То есть вертикаль порождает исходные импульсы культуроразличения, а значит, о чем уже приходилось писать, в культурном трансфере важны как готовность той или иной культуры принять новый объект, так и неготовность к этому, т. е. импульсы, отводящие или изменяющие воспринятый объект другой культуры.
Отмечу попутно, что в современной постмодернистской литературе, создающейся в глобализированном обществе, лишившемся вертикали, движение происходит практически только по горизонтали, – при крайне малой значимости факторов культуроразличения.
Но вернемся к классическому периоду. До выделения примерно в первой половине XIX в. из одного матричного «ядра» тех течений, что обретут названия славянофильства, западничества, народничества и разных вариаций революционизма, теургическая константа русской культуры существовала в неэксплицитном виде. Первое эксплицитное и крайне важное для русской культуры выражение она получила в философском творчестве А. Хомякова и деятелей культуры его круга: И. Киреевского, К. Аксакова. Хомяков и другие славянофилы использовали в качестве основы как православно-восточную патристику, так и западноевропейский романтизм (Шиллер), иррационализм, интуитивизм, из философов – Шеллинга, в свою очередь, использовавшего Канта, Фихте и др.
Шеллинг, как это свойственно западноевропейской философии, разрабатывал универсалистские аспекты в своей «философии откровения», утверждавшей (если сильно упростить и спрямить его учение) как конечную истину и цель – искупление первородной вины и воссоединение индивидуума (подверженного «порче» в акте грехопадения) с Абсолютом, а тем самым его восстановление и воссоединение с Богом.

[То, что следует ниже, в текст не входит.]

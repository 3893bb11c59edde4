//! Event publishing adapters

mod broadcast_publisher;

pub use broadcast_publisher::{BroadcastEventPublisher, DEFAULT_CHANNEL_CAPACITY};
//! Application services (use cases)

mod catalog_service;

pub use catalog_service::CatalogService;
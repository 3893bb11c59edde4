//! Logging initialization
//!
//! Installs a `tracing-subscriber` registry with an `EnvFilter` and a text
//! or JSON formatting layer.

mod logging;

pub use logging::{LogFormat, TelemetryError, init_logging};
//! Item storage port
//!
//! Defines the interface for persisting and retrieving catalog items.

use async_trait::async_trait;
use domain::{Item, ItemId};
#[cfg(test)]
use mockall::automock;

use crate::error::ApplicationError;

/// Port for catalog item persistence
///
/// Implementations provide their own synchronization; callers hold no locks
/// across these calls.
#[cfg_attr(test, automock)]
#[async_trait]
pub trait ItemRepositoryPort: Send + Sync {
    /// All stored items, in the store's natural order
    async fn get_all(&self) -> Result<Vec<Item>, ApplicationError>;

    /// Get an item by ID
    ///
    /// # Returns
    /// The item if present, `None` otherwise
    async fn get(&self, id: &ItemId) -> Result<Option<Item>, ApplicationError>;

    /// Store a new item
    ///
    /// Fails with `InvalidOperation` if an item with the same ID exists.
    async fn create(&self, item: &Item) -> Result<(), ApplicationError>;

    /// Replace a stored item
    ///
    /// Fails with `NotFound` if no item with that ID exists.
    async fn update(&self, item: &Item) -> Result<(), ApplicationError>;

    /// Remove an item
    ///
    /// Fails with `NotFound` if no item with that ID exists.
    async fn remove(&self, id: &ItemId) -> Result<(), ApplicationError>;
}
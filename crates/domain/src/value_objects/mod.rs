//! Value Objects - Immutable, identity-less domain primitives

mod item_id;
mod price;

pub use item_id::ItemId;
pub use price::Price;
//! Request body validation
//!
//! `ValidatedJson` deserializes a JSON body and runs its `validator` rules.
//! Every failure, whether malformed JSON or a broken rule, becomes a 400
//! with a `{error, code: "validation_error"}` body.

use axum::{
    Json,
    extract::{FromRequest, Request, rejection::JsonRejection},
    http::StatusCode,
    response::{IntoResponse, Response},
};
use serde::de::DeserializeOwned;
use thiserror::Error;
use tracing::debug;
use validator::{Validate, ValidationErrors};

use crate::error::ErrorResponse;

/// Validation error type
#[derive(Debug, Error)]
pub enum ValidationError {
    #[error("Invalid JSON: {0}")]
    JsonError(#[from] JsonRejection),
    #[error("Validation failed: {0}")]
    ValidationFailed(String),
}

impl IntoResponse for ValidationError {
    fn into_response(self) -> Response {
        let message = match &self {
            Self::JsonError(e) => e.body_text(),
            Self::ValidationFailed(msg) => msg.clone(),
        };
        debug!(error = %message, "Request body rejected");

        let body = ErrorResponse {
            error: message,
            code: "validation_error".to_string(),
        };
        (StatusCode::BAD_REQUEST, Json(body)).into_response()
    }
}

/// Render field errors as `field: message` pairs, sorted by field name
fn describe(errors: &ValidationErrors) -> String {
    let mut fields: Vec<_> = errors.field_errors().into_iter().collect();
    fields.sort_by(|a, b| a.0.cmp(&b.0));
    fields
        .into_iter()
        .flat_map(|(field, errors)| {
            errors.iter().map(move |error| {
                let message = error
                    .message
                    .as_ref()
                    .map_or_else(|| error.code.to_string(), ToString::to_string);
                format!("{field}: {message}")
            })
        })
        .collect::<Vec<_>>()
        .join("; ")
}

/// A JSON extractor that also validates the request body
#[derive(Debug, Clone, Copy, Default)]
pub struct ValidatedJson<T>(pub T);

impl<T, S> FromRequest<S> for ValidatedJson<T>
where
    T: DeserializeOwned + Validate,
    S: Send + Sync,
{
    type Rejection = ValidationError;

    async fn from_request(req: Request, state: &S) -> Result<Self, Self::Rejection> {
        let Json(value) = Json::<T>::from_request(req, state).await?;
        value
            .validate()
            .map_err(|e| ValidationError::ValidationFailed(describe(&e)))?;
        Ok(Self(value))
    }
}
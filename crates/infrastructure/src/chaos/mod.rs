//! Chaos engineering support for resilience testing.
//!
//! Simulates an unstable backend during the first calls after startup so
//! that client retry and backoff can be exercised against a predictable
//! pattern.
//!
//! # Overview
//!
//! - `WarmupSchedule`: owns the call counter and classifies each call into a
//!   `WarmupPhase`
//! - `FaultInjectingItemRepository`: wraps an item repository and applies the
//!   schedule to `get_all`
//! - `ChaosContext`: counts calls, faults and injected latency
//!
//! With the default policy the first five list calls behave as:
//!
//! | call | phase | behavior |
//! |------|-------|----------|
//! | 1, 2 | `Warming` | wait 2s, then fail |
//! | 3, 4 | `FailingFast` | fail immediately |
//! | 5+ | `Stable` | delegate to the store |
//!
//! # Example
//!
//! ```ignore
//! use std::sync::Arc;
//! use infrastructure::chaos::{FaultInjectingItemRepository, WarmupPolicy, WarmupSchedule};
//!
//! let schedule = Arc::new(WarmupSchedule::new(WarmupPolicy::default()));
//! let repository = FaultInjectingItemRepository::new(store, schedule);
//! ```

mod chaos_context;
mod fault_injector;
mod warmup_schedule;

pub use chaos_context::{ChaosContext, ChaosStats};
pub use fault_injector::FaultInjectingItemRepository;
pub use warmup_schedule::{
    ChaosConfigError, DEFAULT_DELAY, DEFAULT_FAILURES, DEFAULT_SLOW_FAILURES, Observation,
    WarmupPhase, WarmupPolicy, WarmupSchedule,
};
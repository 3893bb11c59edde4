//! API error handling
//!
//! Client errors carry a small JSON body. Not-found and server-side errors
//! return an empty body; their details are only logged. An injected fault is
//! therefore indistinguishable from a genuine internal error.

use application::ApplicationError;
use axum::{
    Json,
    http::StatusCode,
    response::{IntoResponse, Response},
};
use serde::Serialize;
use thiserror::Error;
use tracing::{debug, error};
use utoipa::ToSchema;

/// API error type
#[derive(Debug, Error)]
pub enum ApiError {
    #[error("Bad request: {0}")]
    BadRequest(String),

    #[error("Not found: {0}")]
    NotFound(String),

    #[error("Internal error: {0}")]
    Internal(String),
}

/// Error response body
#[derive(Debug, Serialize, ToSchema)]
pub struct ErrorResponse {
    /// Error message
    pub error: String,
    /// Error code
    pub code: String,
}

impl IntoResponse for ApiError {
    fn into_response(self) -> Response {
        match self {
            Self::BadRequest(msg) => {
                debug!(error = %msg, "Rejecting request");
                let body = ErrorResponse {
                    error: msg,
                    code: "bad_request".to_string(),
                };
                (StatusCode::BAD_REQUEST, Json(body)).into_response()
            },
            Self::NotFound(msg) => {
                debug!(resource = %msg, "Resource not found");
                StatusCode::NOT_FOUND.into_response()
            },
            Self::Internal(msg) => {
                error!(error = %msg, "Request failed");
                StatusCode::INTERNAL_SERVER_ERROR.into_response()
            },
        }
    }
}

impl From<ApplicationError> for ApiError {
    fn from(err: ApplicationError) -> Self {
        match err {
            ApplicationError::Domain(domain::DomainError::NotFound { entity_type, id }) => {
                Self::NotFound(format!("{entity_type} {id}"))
            },
            ApplicationError::Domain(e) => Self::BadRequest(e.to_string()),
            ApplicationError::NotFound(msg) => Self::NotFound(msg),
            ApplicationError::InvalidOperation(msg) => Self::BadRequest(msg),
            ApplicationError::InjectedFault => {
                Self::Internal(ApplicationError::InjectedFault.to_string())
            },
            ApplicationError::ExternalService(msg)
            | ApplicationError::Configuration(msg)
            | ApplicationError::Internal(msg) => Self::Internal(msg),
        }
    }
}
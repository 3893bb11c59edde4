//! Catalog events published after successful mutations

use serde::{Deserialize, Serialize};

use crate::{entities::Item, value_objects::ItemId};

/// Notification that the catalog changed
#[derive(Debug, Clone, PartialEq, Eq, Serialize, Deserialize)]
#[serde(tag = "type", rename_all = "PascalCase")]
pub enum CatalogEvent {
    /// An item was created
    ItemCreated {
        id: ItemId,
        name: String,
        description: String,
    },
    /// An item's name, description or price changed
    ItemUpdated {
        id: ItemId,
        name: String,
        description: String,
    },
    /// An item was removed
    ItemDeleted { id: ItemId },
}

impl CatalogEvent {
    pub fn created(item: &Item) -> Self {
        Self::ItemCreated {
            id: item.id(),
            name: item.name().to_string(),
            description: item.description().to_string(),
        }
    }

    pub fn updated(item: &Item) -> Self {
        Self::ItemUpdated {
            id: item.id(),
            name: item.name().to_string(),
            description: item.description().to_string(),
        }
    }

    pub const fn deleted(id: ItemId) -> Self {
        Self::ItemDeleted { id }
    }

    /// The item the event refers to
    pub const fn item_id(&self) -> ItemId {
        match self {
            Self::ItemCreated { id, .. } | Self::ItemUpdated { id, .. } | Self::ItemDeleted { id } => {
                *id
            },
        }
    }

    /// Short event name, used in logs
    pub const fn name(&self) -> &'static str {
        match self {
            Self::ItemCreated { .. } => "ItemCreated",
            Self::ItemUpdated { .. } => "ItemUpdated",
            Self::ItemDeleted { .. } => "ItemDeleted",
        }
    }
}
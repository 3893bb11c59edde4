//! In-memory item store
//!
//! Implements `ItemRepositoryPort` over a vector guarded by an async
//! read-write lock. Items are listed in insertion order.

use application::error::ApplicationError;
use application::ports::ItemRepositoryPort;
use async_trait::async_trait;
use domain::{Item, ItemId};
use tokio::sync::RwLock;
use tracing::{debug, instrument};

/// Process-local item storage
#[derive(Debug, Default)]
pub struct InMemoryItemStore {
    items: RwLock<Vec<Item>>,
}

impl InMemoryItemStore {
    pub fn new() -> Self {
        Self::default()
    }

    /// Create a store pre-populated with `items`
    pub fn with_items(items: impl IntoIterator<Item = Item>) -> Self {
        Self {
            items: RwLock::new(items.into_iter().collect()),
        }
    }

    pub async fn len(&self) -> usize {
        self.items.read().await.len()
    }

    pub async fn is_empty(&self) -> bool {
        self.items.read().await.is_empty()
    }
}

fn missing(id: &ItemId) -> ApplicationError {
    ApplicationError::NotFound(format!("Item {id}"))
}

#[async_trait]
impl ItemRepositoryPort for InMemoryItemStore {
    async fn get_all(&self) -> Result<Vec<Item>, ApplicationError> {
        Ok(self.items.read().await.clone())
    }

    async fn get(&self, id: &ItemId) -> Result<Option<Item>, ApplicationError> {
        Ok(self
            .items
            .read()
            .await
            .iter()
            .find(|item| item.id() == *id)
            .cloned())
    }

    #[instrument(skip(self, item), fields(item_id = %item.id()))]
    async fn create(&self, item: &Item) -> Result<(), ApplicationError> {
        let mut items = self.items.write().await;
        if items.iter().any(|existing| existing.id() == item.id()) {
            return Err(ApplicationError::InvalidOperation(format!(
                "Item {} already exists",
                item.id()
            )));
        }
        items.push(item.clone());
        debug!(count = items.len(), "Stored item");
        Ok(())
    }

    #[instrument(skip(self, item), fields(item_id = %item.id()))]
    async fn update(&self, item: &Item) -> Result<(), ApplicationError> {
        let mut items = self.items.write().await;
        let slot = items
            .iter_mut()
            .find(|existing| existing.id() == item.id())
            .ok_or_else(|| missing(&item.id()))?;
        *slot = item.clone();
        Ok(())
    }

    #[instrument(skip(self))]
    async fn remove(&self, id: &ItemId) -> Result<(), ApplicationError> {
        let mut items = self.items.write().await;
        let index = items
            .iter()
            .position(|existing| existing.id() == *id)
            .ok_or_else(|| missing(id))?;
        items.remove(index);
        Ok(())
    }
}
//! Catalog Service - create, read, update and delete catalog items

use std::sync::Arc;

use domain::{CatalogEvent, Item, ItemDetails, ItemId};
use tracing::{debug, info, instrument};

use crate::{
    error::ApplicationError,
    ports::{EventPublisherPort, ItemRepositoryPort, NoopEventPublisher},
};

/// Service for managing the item catalog
///
/// Every successful mutation is followed by one event on the configured
/// publisher. Store and publisher failures are returned to the caller as-is.
pub struct CatalogService {
    repository: Arc<dyn ItemRepositoryPort>,
    publisher: Arc<dyn EventPublisherPort>,
}

impl std::fmt::Debug for CatalogService {
    fn fmt(&self, f: &mut std::fmt::Formatter<'_>) -> std::fmt::Result {
        f.debug_struct("CatalogService").finish_non_exhaustive()
    }
}

impl CatalogService {
    /// Create a catalog service that does not publish events
    pub fn new(repository: Arc<dyn ItemRepositoryPort>) -> Self {
        Self::with_publisher(repository, Arc::new(NoopEventPublisher))
    }

    /// Create a catalog service that publishes events after each mutation
    pub fn with_publisher(
        repository: Arc<dyn ItemRepositoryPort>,
        publisher: Arc<dyn EventPublisherPort>,
    ) -> Self {
        Self {
            repository,
            publisher,
        }
    }

    /// List all items
    #[instrument(skip(self))]
    pub async fn list_items(&self) -> Result<Vec<Item>, ApplicationError> {
        let items = self.repository.get_all().await?;
        debug!(count = items.len(), "Listed items");
        Ok(items)
    }

    /// Get a single item
    #[instrument(skip(self), fields(item_id = %id))]
    pub async fn get_item(&self, id: &ItemId) -> Result<Item, ApplicationError> {
        self.repository
            .get(id)
            .await?
            .ok_or_else(|| not_found(id))
    }

    /// Create a new item and publish `ItemCreated`
    #[instrument(skip(self, details), fields(name = %details.name()))]
    pub async fn create_item(&self, details: ItemDetails) -> Result<Item, ApplicationError> {
        let item = Item::new(details);
        self.repository.create(&item).await?;

        info!(item_id = %item.id(), "Item created");

        self.publisher.publish(&CatalogEvent::created(&item)).await?;
        Ok(item)
    }

    /// Replace the details of an existing item and publish `ItemUpdated`
    #[instrument(skip(self, details), fields(item_id = %id))]
    pub async fn update_item(
        &self,
        id: &ItemId,
        details: ItemDetails,
    ) -> Result<Item, ApplicationError> {
        let mut item = self.get_item(id).await?;
        item.revise(details);
        self.repository.update(&item).await?;

        info!("Item updated");

        self.publisher.publish(&CatalogEvent::updated(&item)).await?;
        Ok(item)
    }

    /// Remove an item and publish `ItemDeleted`
    #[instrument(skip(self), fields(item_id = %id))]
    pub async fn delete_item(&self, id: &ItemId) -> Result<(), ApplicationError> {
        let item = self.get_item(id).await?;
        self.repository.remove(&item.id()).await?;

        info!("Item deleted");

        self.publisher.publish(&CatalogEvent::deleted(*id)).await?;
        Ok(())
    }
}

fn not_found(id: &ItemId) -> ApplicationError {
    ApplicationError::NotFound(format!("Item {id}"))
}
//! HTTP request handlers

pub mod chaos;
pub mod health;
pub mod items;
//! Physical operator contract for the execution core.

use std::collections::HashMap;
use std::sync::Arc;

use quiver_common::{EngineConfig, Result, ResultType};

use crate::index::Index;
use crate::result::QueryResult;

/// Definedness guarantee for a result column.
#[derive(Debug, Clone, Copy, PartialEq, Eq)]
pub enum Definedness {
    /// The column never holds the undefined marker.
    AlwaysDefined,
    /// The column may hold the undefined marker.
    PossiblyUndefined,
}

/// Column binding of one query variable.
#[derive(Debug, Clone, Copy, PartialEq, Eq)]
pub struct ColumnIndexAndTypeInfo {
    /// Column index inside the result.
    pub column: usize,
    /// Definedness guarantee of that column.
    pub definedness: Definedness,
}

/// Mapping from variable names to their column bindings.
pub type VariableToColumnMap = HashMap<String, ColumnIndexAndTypeInfo>;

/// Per-query execution context passed down the operator tree.
#[derive(Clone)]
pub struct TaskContext {
    /// Stable id of the running query, used as a metrics label.
    pub query_id: String,
    /// Target rows per chunk for operators that emit lazy results.
    pub chunk_size_rows: usize,
    /// Capacity hint for per-run DISTINCT scratch sets.
    pub distinct_scratch_capacity: usize,
    /// Read-only handle onto the index.
    pub index: Arc<dyn Index>,
}

impl TaskContext {
    /// Builds a context for one query from the engine configuration.
    pub fn new(query_id: impl Into<String>, config: &EngineConfig, index: Arc<dyn Index>) -> Self {
        Self {
            query_id: query_id.into(),
            chunk_size_rows: config.chunk_size_rows,
            distinct_scratch_capacity: config.distinct_scratch_capacity,
            index,
        }
    }
}

/// Shared per-query context handle.
pub type SharedTaskContext = Arc<TaskContext>;

/// A physical operator instance that can produce a result.
///
/// Operators are pull-based (the consumer drives the returned result), but
/// can use bounded channels internally for push-based parts.
pub trait Operator: Send + Sync {
    /// Stable operator name for explain/logging.
    fn name(&self) -> &'static str;

    /// Column count of the produced result.
    fn result_width(&self) -> usize;

    /// Mapping from bound variables to result columns.
    fn variable_columns(&self) -> VariableToColumnMap;

    /// Declared decoding discipline per result column.
    fn column_types(&self) -> Vec<ResultType>;

    /// Columns the produced result is sorted by.
    fn sorted_by(&self) -> Vec<usize>;

    /// Start execution and return the result container.
    ///
    /// Implementations surface deterministic operator failures via the
    /// appropriate [`quiver_common::QuiverError`] variants.
    fn execute(&self, ctx: SharedTaskContext) -> Result<QueryResult>;
}
impl Stream for LimitGuard {
    type Item = Result<IdTable>;

    fn poll_next(self: Pin<&mut Self>, cx: &mut Context<'_>) -> Poll<Option<Self::Item>> {
        let this = self.get_mut();
        if this.done {
            return Poll::Ready(None);
        }
        match this.inner.as_mut().poll_next(cx) {
            Poll::Pending => Poll::Pending,
            Poll::Ready(None) => Poll::Ready(None),
            Poll::Ready(Some(Err(err))) => {
                this.done = true;
                Poll::Ready(Some(Err(err)))
            }
            Poll::Ready(Some(Ok(table))) => {
                this.seen += table.num_rows() as u64;
                if this.seen > this.limit {
                    this.done = true;
                    return Poll::Ready(Some(Err(QuiverError::LimitViolated {
                        limit: this.limit,
                    })));
                }
                Poll::Ready(Some(Ok(table)))
            }
        }
    }
}

impl IdTableStream for LimitGuard {
    fn width(&self) -> usize {
        self.width
    }
}

/// Scans declared always-defined columns for the undefined marker, chunk by
/// chunk.
struct DefinednessGuard {
    width: usize,
    inner: SendableIdTableStream,
    columns: Vec<usize>,
    done: bool,
}

impl Stream for DefinednessGuard {
    type Item = Result<IdTable>;

    fn poll_next(self: Pin<&mut Self>, cx: &mut Context<'_>) -> Poll<Option<Self::Item>> {
        let this = self.get_mut();
        if this.done {
            return Poll::Ready(None);
        }
        match this.inner.as_mut().poll_next(cx) {
            Poll::Pending => Poll::Pending,
            Poll::Ready(None) => Poll::Ready(None),
            Poll::Ready(Some(Err(err))) => {
                this.done = true;
                Poll::Ready(Some(Err(err)))
            }
            Poll::Ready(Some(Ok(table))) => {
                if let Err(err) = check_chunk_definedness(&table, &this.columns) {
                    this.done = true;
                    return Poll::Ready(Some(Err(err)));
                }
                Poll::Ready(Some(Ok(table)))
            }
        }
    }
}

impl IdTableStream for DefinednessGuard {
    fn width(&self) -> usize {
        self.width
    }
}
#![deny(missing_docs)]

//! Shared configuration, error types, ids, and observability primitives for
//! quiver crates.
//!
//! Architecture role:
//! - defines the value encoding ([`Id`], [`ResultType`]) every execution
//!   component agrees on
//! - provides common [`QuiverError`] / [`Result`] contracts
//! - hosts engine configuration and metrics utilities
//!
//! Key modules:
//! - [`config`]
//! - [`error`]
//! - [`ids`]
//! - [`metrics`]
//!
//! Feature flags:
//! - `expensive-checks`: forces sort-order validation on in release builds.

/// Shared engine configuration types.
pub mod config;
/// Shared error taxonomy.
pub mod error;
/// Value encoding shared across execution components.
pub mod ids;
/// Metrics registry and Prometheus rendering helpers.
pub mod metrics;

pub use config::{expensive_checks_enabled, EngineConfig};
pub use error::{QuiverError, Result};
pub use ids::{Id, ResultType};
pub use metrics::MetricsRegistry;
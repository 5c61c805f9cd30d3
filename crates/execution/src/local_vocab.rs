//! Per-result string store for aggregate-produced literals.

/// An ordered, append-only sequence of strings produced during one result's
/// computation.
///
/// A [`ResultType::String`](quiver_common::ResultType::String) id is the
/// index of an entry in the vocabulary of the result that produced the row.
/// Results share vocabularies by `Arc` handle; an operator that needs to add
/// entries of its own builds a new vocabulary (or clones the upstream one)
/// instead of mutating the shared handle.
#[derive(Debug, Default, Clone, PartialEq, Eq)]
pub struct LocalVocab {
    words: Vec<String>,
}

impl LocalVocab {
    /// Creates an empty vocabulary.
    pub fn new() -> Self {
        Self::default()
    }

    /// Appends `word` and returns its index.
    pub fn add(&mut self, word: String) -> usize {
        self.words.push(word);
        self.words.len() - 1
    }

    /// The word at `index`, if present.
    pub fn get(&self, index: usize) -> Option<&str> {
        self.words.get(index).map(String::as_str)
    }

    /// Number of stored words.
    pub fn len(&self) -> usize {
        self.words.len()
    }

    /// Whether the vocabulary is empty.
    pub fn is_empty(&self) -> bool {
        self.words.is_empty()
    }
}

#[cfg(test)]
mod tests {
    use super::LocalVocab;

    #[test]
    fn indices_are_append_order() {
        let mut vocab = LocalVocab::new();
        assert_eq!(vocab.add("a,b".to_string()), 0);
        assert_eq!(vocab.add("c".to_string()), 1);
        assert_eq!(vocab.get(0), Some("a,b"));
        assert_eq!(vocab.get(1), Some("c"));
        assert_eq!(vocab.get(2), None);
        assert_eq!(vocab.len(), 2);
    }
}
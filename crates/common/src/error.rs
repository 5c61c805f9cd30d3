use thiserror::Error;

/// Canonical quiver error taxonomy used across crates.
///
/// Classification guidance:
/// - [`QuiverError::InvalidSortSpec`] / [`QuiverError::NotSorted`]: a result's
///   declared metadata does not match the rows it actually carries
/// - [`QuiverError::ModeMismatch`] / [`QuiverError::AlreadyConsumed`]:
///   materialized/lazy access-discipline violations by the consumer
/// - [`QuiverError::MissingColumn`] / [`QuiverError::UnsortedInput`]: an
///   operator was handed a sub-result that cannot satisfy its contract
/// - [`QuiverError::ProducerFailed`]: the upstream chunk producer raised and
///   the failure surfaces at the next pull
#[derive(Debug, Error)]
pub enum QuiverError {
    /// A `sortedBy` column index is out of range for the table it describes.
    ///
    /// Examples:
    /// - result declared sorted on column 3 but only has 3 columns
    /// - a lazy chunk narrower than the declared sort spec
    #[error("sort column {column} is out of range for a table with {width} columns")]
    InvalidSortSpec {
        /// The offending column index.
        column: usize,
        /// The column count of the table being described.
        width: usize,
    },

    /// An emitted chunk or materialized table violates the declared sort
    /// order. Only raised when expensive checks are enabled.
    #[error("rows violate the declared sort order on columns {sorted_by:?}")]
    NotSorted {
        /// The sort columns the result claimed to be ordered by.
        sorted_by: Vec<usize>,
    },

    /// A column declared always defined contains the undefined marker.
    #[error("column {column} is declared always defined but holds an undefined value")]
    DefinednessViolated {
        /// The offending column index.
        column: usize,
    },

    /// The produced row count exceeds the declared limit.
    #[error("result produced more than the declared limit of {limit} rows")]
    LimitViolated {
        /// The limit that was declared.
        limit: u64,
    },

    /// A materialized accessor was called on a lazy result or vice versa.
    #[error("{0} is not available in this result mode")]
    ModeMismatch(&'static str),

    /// A lazy result stream was iterated a second time.
    #[error("result stream was already consumed")]
    AlreadyConsumed,

    /// An aggregate or group-by references a variable the sub-result does
    /// not bind. The surrounding operation degrades to an empty result.
    #[error("variable {0:?} is not part of the sub-result")]
    MissingColumn(String),

    /// The GROUP BY input is not sorted on the group-by columns.
    #[error("group by input is not sorted on the group-by columns")]
    UnsortedInput,

    /// The upstream chunk producer failed.
    #[error("chunk producer failed: {0}")]
    ProducerFailed(String),
}

/// Standard quiver result alias.
pub type Result<T> = std::result::Result<T, QuiverError>;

А. Хомяков полемически относился как к западной культуре (католицизм, протестантизм), так и к русскому западничеству. В центре его философии – учение о «соборности» (о целокупности, внутренней полноте) как основе и христианства, и человека, и общества, и познания, и творчества. Это общий метафизический принцип бытия, собранного «любовью» в «свободное и органичное единство». Выражение соборности – община, противостоящая формализованной западной ассоциации индивидов.